There are philosophers who think that 'Cambridge' changes and real changes are mutually exclusive. Thus they think that if a change is Cambridge, then it is not real. This is a mistake. Real changes are a proper subset of Cambridge changes.
Consider an example. Hillary gets wind of some tomcat behavior on the part of Bill and goes from a state of equanimity to that lamp-throwing fury the Bard spoke about. ("Hell hath no fury like a woman scorned!"). Bill, on the other hand, as the object of Hillary's fury, also changes: at one time he has the property of being well thought of by Hillary, and the contradictory property at a later time. Common to both the real change (in Hillary) and the relational change (in Bill) is the following: x changes if and only if there are distinct times, t1 and t2, and a property P such that x exemplifies P at t1 and ~P at t2, or vice versa. Change thus defined is Cambridge change. The terminology is from Peter Geach:
The great Cambridge philosophical works published in the early
years of this [the 20th] century, like Russell's Principles of
Mathematics and McTaggart's Nature of Existence, explained change
as simply a matter of contradictory attributes' holding good of
individuals at different times. Clearly any change logically
implies a 'Cambridge' change, but the converse is surely not true.

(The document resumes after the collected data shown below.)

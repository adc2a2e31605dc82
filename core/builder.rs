use crate::error::{AppError, Result};
use crate::node::Node;
use ignore::WalkBuilder;
use log;
use regex::RegexSet;
use std::path::{Component, Path, PathBuf};

#[derive(Debug, Clone, PartialEq, Eq)]
pub struct BuildOptions {
    /// Deepest level whose directories are still descended (root is 0).
    pub max_depth: Option<usize>,
    pub max_entries: Option<usize>,
    pub include: Vec<String>,
    pub exclude: Vec<String>,
    /// Directories matching these are listed in full regardless of limits.
    pub expand: Vec<String>,
    pub use_gitignore: bool,
    pub show_hidden: bool,
}

impl Default for BuildOptions {
    fn default() -> Self {
        Self {
            max_depth: None,
            max_entries: None,
            include: Vec::new(),
            exclude: Vec::new(),
            expand: Vec::new(),
            use_gitignore: true,
            show_hidden: false,
        }
    }
}

/// Compiled include/exclude/expand patterns, matched against the
/// `/`-separated path relative to the walk root.
#[derive(Debug)]
pub struct FilterSet {
    include: RegexSet,
    exclude: RegexSet,
    expand: RegexSet,
}

fn compile(kind: &str, patterns: &[String]) -> Result<RegexSet> {
    let set = RegexSet::new(patterns)
        .inspect_err(|e| log::error!("Invalid {} pattern in {:?}: {}", kind, patterns, e))?;
    Ok(set)
}

impl FilterSet {
    pub fn new(include: &[String], exclude: &[String], expand: &[String]) -> Result<Self> {
        log::trace!("Compiling filter patterns...");
        Ok(Self {
            include: compile("include", include)?,
            exclude: compile("exclude", exclude)?,
            expand: compile("expand", expand)?,
        })
    }

    pub fn is_excluded(&self, relative: &str) -> bool {
        self.exclude.is_match(relative)
    }

    /// True when no include patterns were given or one of them matches.
    pub fn is_included(&self, relative: &str) -> bool {
        self.include.is_empty() || self.include.is_match(relative)
    }

    pub fn has_includes(&self) -> bool {
        !self.include.is_empty()
    }

    pub fn is_expanded(&self, relative: &str) -> bool {
        self.expand.is_match(relative)
    }
}

fn relative_key(path: &Path, root: &Path) -> String {
    let relative = pathdiff::diff_paths(path, root).unwrap_or_else(|| path.to_path_buf());
    relative
        .components()
        .filter_map(|c| match c {
            Component::Normal(name) => Some(name.to_string_lossy().into_owned()),
            _ => None,
        })
        .collect::<Vec<_>>()
        .join("/")
}

struct Entry {
    path: PathBuf,
    name: String,
    is_dir: bool,
}

struct TreeBuilder<'a> {
    root: &'a Path,
    options: &'a BuildOptions,
    filters: FilterSet,
}

impl TreeBuilder<'_> {
    /// Immediate entries of `dir` that survive ignore files and exclude patterns.
    fn list_dir(&self, dir: &Path) -> Vec<Entry> {
        let use_gitignore = self.options.use_gitignore;
        let mut walk = WalkBuilder::new(dir);
        walk.max_depth(Some(1))
            .hidden(!self.options.show_hidden)
            .ignore(use_gitignore)
            .git_ignore(use_gitignore)
            .git_global(use_gitignore)
            .git_exclude(use_gitignore)
            .parents(use_gitignore)
            .require_git(false);

        let mut entries = Vec::new();
        for result in walk.build() {
            let entry = match result {
                Ok(entry) => entry,
                Err(e) => {
                    log::warn!("Error listing {}: {}", dir.display(), e);
                    continue;
                }
            };
            if entry.depth() == 0 {
                continue;
            }
            let name = entry.file_name().to_string_lossy().into_owned();
            if name == ".git" {
                log::trace!("Skipping .git under {}", dir.display());
                continue;
            }
            let relative = relative_key(entry.path(), self.root);
            if self.filters.is_excluded(&relative) {
                log::trace!("Excluded by pattern: {}", relative);
                continue;
            }
            let is_dir = entry.file_type().is_some_and(|ft| ft.is_dir());
            entries.push(Entry {
                path: entry.into_path(),
                name,
                is_dir,
            });
        }
        entries
    }

    /// Builds the node for a directory at `depth`, or `None` when include
    /// filtering left it with nothing to show.
    fn build_dir(&self, path: &Path, name: &str, depth: usize) -> Option<Node> {
        let relative = relative_key(path, self.root);
        let expanded = depth > 0 && self.filters.is_expanded(&relative);
        let mut node = Node::directory(name);
        let entries = self.list_dir(path);

        let depth_limited = self.options.max_depth.is_some_and(|max| depth >= max);
        if depth_limited && !expanded {
            log::trace!("Depth limit reached at {} ({} entries)", relative, entries.len());
            node.collapsed_pattern_children = entries.len();
            return Some(node);
        }

        let mut children = Vec::with_capacity(entries.len());
        for entry in entries {
            if entry.is_dir {
                if let Some(child) = self.build_dir(&entry.path, &entry.name, depth + 1) {
                    children.push(child);
                }
            } else {
                let entry_relative = relative_key(&entry.path, self.root);
                if self.filters.is_included(&entry_relative) {
                    children.push(Node::new(&entry.name));
                } else {
                    log::trace!("Not included: {}", entry_relative);
                }
            }
        }
        children.sort_by(Node::display_order);

        if depth > 0
            && children.is_empty()
            && self.filters.has_includes()
            && !self.filters.is_included(&relative)
        {
            log::trace!("Pruning directory with no included entries: {}", relative);
            return None;
        }

        if let Some(max) = self.options.max_entries {
            if !expanded && children.len() > max {
                log::trace!("Capping {} at {} of {} entries", relative, max, children.len());
                node.collapsed_leaf_children += children.len() - max;
                children.truncate(max);
            }
        }
        node.children = children;
        Some(node)
    }
}

/// Walks `root` into a sorted node tree. Patterns are validated before any
/// directory is read.
pub fn build_tree(root: &Path, options: &BuildOptions) -> Result<Node> {
    let filters = FilterSet::new(&options.include, &options.exclude, &options.expand)?;
    if !root.is_dir() {
        return Err(AppError::InvalidArgument(format!(
            "Tree root is not a directory: {}",
            root.display()
        )));
    }
    log::info!("Building tree for {}", root.display());
    let root_name = root
        .file_name()
        .map(|n| n.to_string_lossy().into_owned())
        .unwrap_or_else(|| root.display().to_string());
    let builder = TreeBuilder {
        root,
        options,
        filters,
    };
    let tree = builder
        .build_dir(root, &root_name, 0)
        .unwrap_or_else(|| Node::directory(&root_name));
    log::debug!("Built tree with {} nodes.", tree.node_count());
    Ok(tree)
}
use anyhow::{Context, Result};
use colored::*;
use xtree_core::{AppError, Config, build_tree, find_paths, parse_tree, split_query};

use crate::cli_args::FindArgs;
use crate::commands::parse::read_tree_text;
use crate::output::write_to_stdout;
use crate::{apply_filter_overrides, apply_ignore_overrides, load_config_for_command};

pub fn handle_find_command(args: FindArgs, quiet: bool) -> Result<()> {
    let query: Vec<&str> = args
        .segments
        .iter()
        .flat_map(|s| split_query(s))
        .collect();
    if query.is_empty() {
        anyhow::bail!(AppError::InvalidArgument(
            "Find needs at least one non-empty path segment".to_string()
        ));
    }
    log::debug!("Find query segments: {:?}", query);

    let tree = match args.input.as_deref() {
        Some(input) => parse_tree(&read_tree_text(Some(input))?)?,
        None => {
            let project_root = Config::determine_project_root(args.project_config.path.as_ref())
                .context("Failed to determine project root")?;
            let mut config = load_config_for_command(&project_root, &args.project_config)?;
            apply_filter_overrides(&mut config, &args.filters);
            apply_ignore_overrides(&mut config, &args.ignore_toggles);
            build_tree(&project_root, &config.build_options())?
        }
    };

    let matches = find_paths(&tree, &query);
    log::info!("Found {} matching path(s).", matches.len());

    if matches.is_empty() {
        if !quiet {
            eprintln!("{} No matching path found", "ℹ".yellow());
        }
        return Ok(());
    }

    let mut content = String::new();
    for path in &matches {
        content.push_str(&path.join("/"));
        content.push('\n');
    }
    write_to_stdout(&content)
}
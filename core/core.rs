pub mod builder;
pub mod collapse;
pub mod config;
pub mod error;
pub mod fingerprint;
pub mod lookup;
pub mod node;
pub mod output_formats;
pub mod parser;
pub mod printer;

pub use builder::{BuildOptions, FilterSet, build_tree};
pub use collapse::{CollapseOptions, CompactionStats, compact};
pub use config::{CollapseConfig, Config, GeneralConfig, OutputConfig, TreeConfig};
pub use error::{AppError, Result};
pub use fingerprint::{Signature, fingerprint};
pub use lookup::{find_paths, split_query};
pub use node::Node;
pub use output_formats::{TreeFormat, render_tree, write_output};
pub use parser::parse_tree;
pub use printer::{node_label, print_compact, print_tree};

. . . (Logic Matters, University of California Press, 1980, p.
321.)
In sum, every (alterational) change is a Cambridge change, but only some of the latter are real changes. The rest are mere Cambridge changes. It is therefore a mistake to think that Cambridge and real changes form mutually exclusive classes. What one could correctly say, however, is that mere Cambridge changes and real changes form mutually exclusive classes.
But what about existential (as opposed to alterational) change, as when a thing comes into existence, or passes out of existence? Are such changes real changes in the things that pass in and out of existence? Are they merely Cambridge changes? Or neither?